[Data items]
[Start of section]

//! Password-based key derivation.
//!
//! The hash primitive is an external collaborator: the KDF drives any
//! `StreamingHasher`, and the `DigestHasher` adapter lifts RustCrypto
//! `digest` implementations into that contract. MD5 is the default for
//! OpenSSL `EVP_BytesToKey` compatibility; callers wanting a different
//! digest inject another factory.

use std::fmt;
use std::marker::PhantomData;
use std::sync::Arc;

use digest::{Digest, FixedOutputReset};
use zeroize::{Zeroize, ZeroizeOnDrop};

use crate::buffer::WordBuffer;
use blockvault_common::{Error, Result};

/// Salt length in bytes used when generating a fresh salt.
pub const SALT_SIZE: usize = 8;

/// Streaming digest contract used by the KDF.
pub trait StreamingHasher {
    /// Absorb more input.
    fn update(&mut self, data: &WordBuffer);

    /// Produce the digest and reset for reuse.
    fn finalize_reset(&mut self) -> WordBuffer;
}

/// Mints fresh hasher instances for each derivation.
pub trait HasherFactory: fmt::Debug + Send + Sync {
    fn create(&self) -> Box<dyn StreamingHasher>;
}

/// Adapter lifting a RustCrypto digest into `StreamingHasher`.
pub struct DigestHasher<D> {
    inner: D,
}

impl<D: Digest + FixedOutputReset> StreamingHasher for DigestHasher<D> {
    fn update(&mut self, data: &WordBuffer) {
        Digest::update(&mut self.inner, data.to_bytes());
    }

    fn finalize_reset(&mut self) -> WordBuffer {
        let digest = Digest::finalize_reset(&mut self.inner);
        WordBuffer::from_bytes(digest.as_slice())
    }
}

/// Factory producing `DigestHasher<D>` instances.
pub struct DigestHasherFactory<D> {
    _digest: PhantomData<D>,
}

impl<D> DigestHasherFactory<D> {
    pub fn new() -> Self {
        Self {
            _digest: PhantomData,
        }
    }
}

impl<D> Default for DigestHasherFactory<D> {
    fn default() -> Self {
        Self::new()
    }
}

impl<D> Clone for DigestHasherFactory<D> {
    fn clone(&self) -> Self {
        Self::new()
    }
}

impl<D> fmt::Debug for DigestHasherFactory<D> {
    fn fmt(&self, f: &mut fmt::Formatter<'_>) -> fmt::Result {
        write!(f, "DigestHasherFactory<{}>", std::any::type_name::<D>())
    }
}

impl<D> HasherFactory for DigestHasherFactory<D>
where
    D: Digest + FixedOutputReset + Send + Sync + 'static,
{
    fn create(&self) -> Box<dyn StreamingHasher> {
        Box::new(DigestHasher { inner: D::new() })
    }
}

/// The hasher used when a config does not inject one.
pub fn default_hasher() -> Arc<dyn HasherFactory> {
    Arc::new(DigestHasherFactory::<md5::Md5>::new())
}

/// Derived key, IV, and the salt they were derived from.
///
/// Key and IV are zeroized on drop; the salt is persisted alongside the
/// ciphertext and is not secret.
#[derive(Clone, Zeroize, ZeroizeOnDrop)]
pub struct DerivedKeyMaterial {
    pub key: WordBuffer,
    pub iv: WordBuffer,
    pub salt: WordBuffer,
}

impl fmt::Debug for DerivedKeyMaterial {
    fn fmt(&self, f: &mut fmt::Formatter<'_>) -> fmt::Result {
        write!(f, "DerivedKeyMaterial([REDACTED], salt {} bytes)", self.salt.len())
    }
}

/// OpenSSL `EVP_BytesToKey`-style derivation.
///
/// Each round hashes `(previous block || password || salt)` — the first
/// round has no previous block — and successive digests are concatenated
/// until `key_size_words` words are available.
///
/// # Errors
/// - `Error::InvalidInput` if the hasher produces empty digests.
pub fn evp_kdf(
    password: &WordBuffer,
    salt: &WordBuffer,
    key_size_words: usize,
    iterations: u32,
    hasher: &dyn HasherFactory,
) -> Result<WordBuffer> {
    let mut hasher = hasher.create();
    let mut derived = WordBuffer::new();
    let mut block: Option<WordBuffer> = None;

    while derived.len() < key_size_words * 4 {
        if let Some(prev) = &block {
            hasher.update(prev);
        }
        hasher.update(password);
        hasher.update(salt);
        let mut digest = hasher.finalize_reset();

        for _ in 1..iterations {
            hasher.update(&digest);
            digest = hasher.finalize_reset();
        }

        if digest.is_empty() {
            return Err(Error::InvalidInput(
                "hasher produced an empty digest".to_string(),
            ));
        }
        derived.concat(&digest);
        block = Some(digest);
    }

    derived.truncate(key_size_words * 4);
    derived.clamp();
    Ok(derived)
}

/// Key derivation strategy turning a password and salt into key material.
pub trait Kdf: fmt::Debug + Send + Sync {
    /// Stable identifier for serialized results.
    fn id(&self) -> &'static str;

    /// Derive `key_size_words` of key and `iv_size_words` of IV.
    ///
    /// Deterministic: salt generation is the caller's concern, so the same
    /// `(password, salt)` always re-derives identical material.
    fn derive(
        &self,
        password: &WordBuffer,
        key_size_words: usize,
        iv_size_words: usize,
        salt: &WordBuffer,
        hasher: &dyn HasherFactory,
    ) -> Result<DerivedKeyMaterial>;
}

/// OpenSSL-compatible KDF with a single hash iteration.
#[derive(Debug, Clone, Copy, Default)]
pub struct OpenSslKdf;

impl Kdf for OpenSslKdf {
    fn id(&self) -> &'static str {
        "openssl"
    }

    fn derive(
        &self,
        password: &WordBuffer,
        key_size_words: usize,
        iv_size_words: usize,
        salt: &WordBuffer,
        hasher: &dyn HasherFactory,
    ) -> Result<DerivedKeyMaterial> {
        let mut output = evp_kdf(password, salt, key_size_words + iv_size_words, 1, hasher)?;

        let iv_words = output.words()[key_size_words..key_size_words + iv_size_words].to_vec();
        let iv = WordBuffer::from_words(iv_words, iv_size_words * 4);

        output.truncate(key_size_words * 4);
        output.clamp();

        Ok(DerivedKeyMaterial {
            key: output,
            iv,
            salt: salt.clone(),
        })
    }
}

[End of section]

→ **WHAT YOU SHOULD DO**
Above are some lines. Repeat exactly, and only, those from the line that has "pub fn new()" through the line that has "impl<D> fmt::Debug for".

→ **WRITTEN ANSWER**
    pub fn new() -> Self {
        Self {
            _digest: PhantomData,
        }
    }
}

impl<D> Default for DigestHasherFactory<D> {
    fn default() -> Self {
        Self::new()
    }
}

impl<D> Clone for DigestHasherFactory<D> {
    fn clone(&self) -> Self {
        Self::new()
    }
}

impl<D> fmt::Debug for DigestHasherFactory<D> {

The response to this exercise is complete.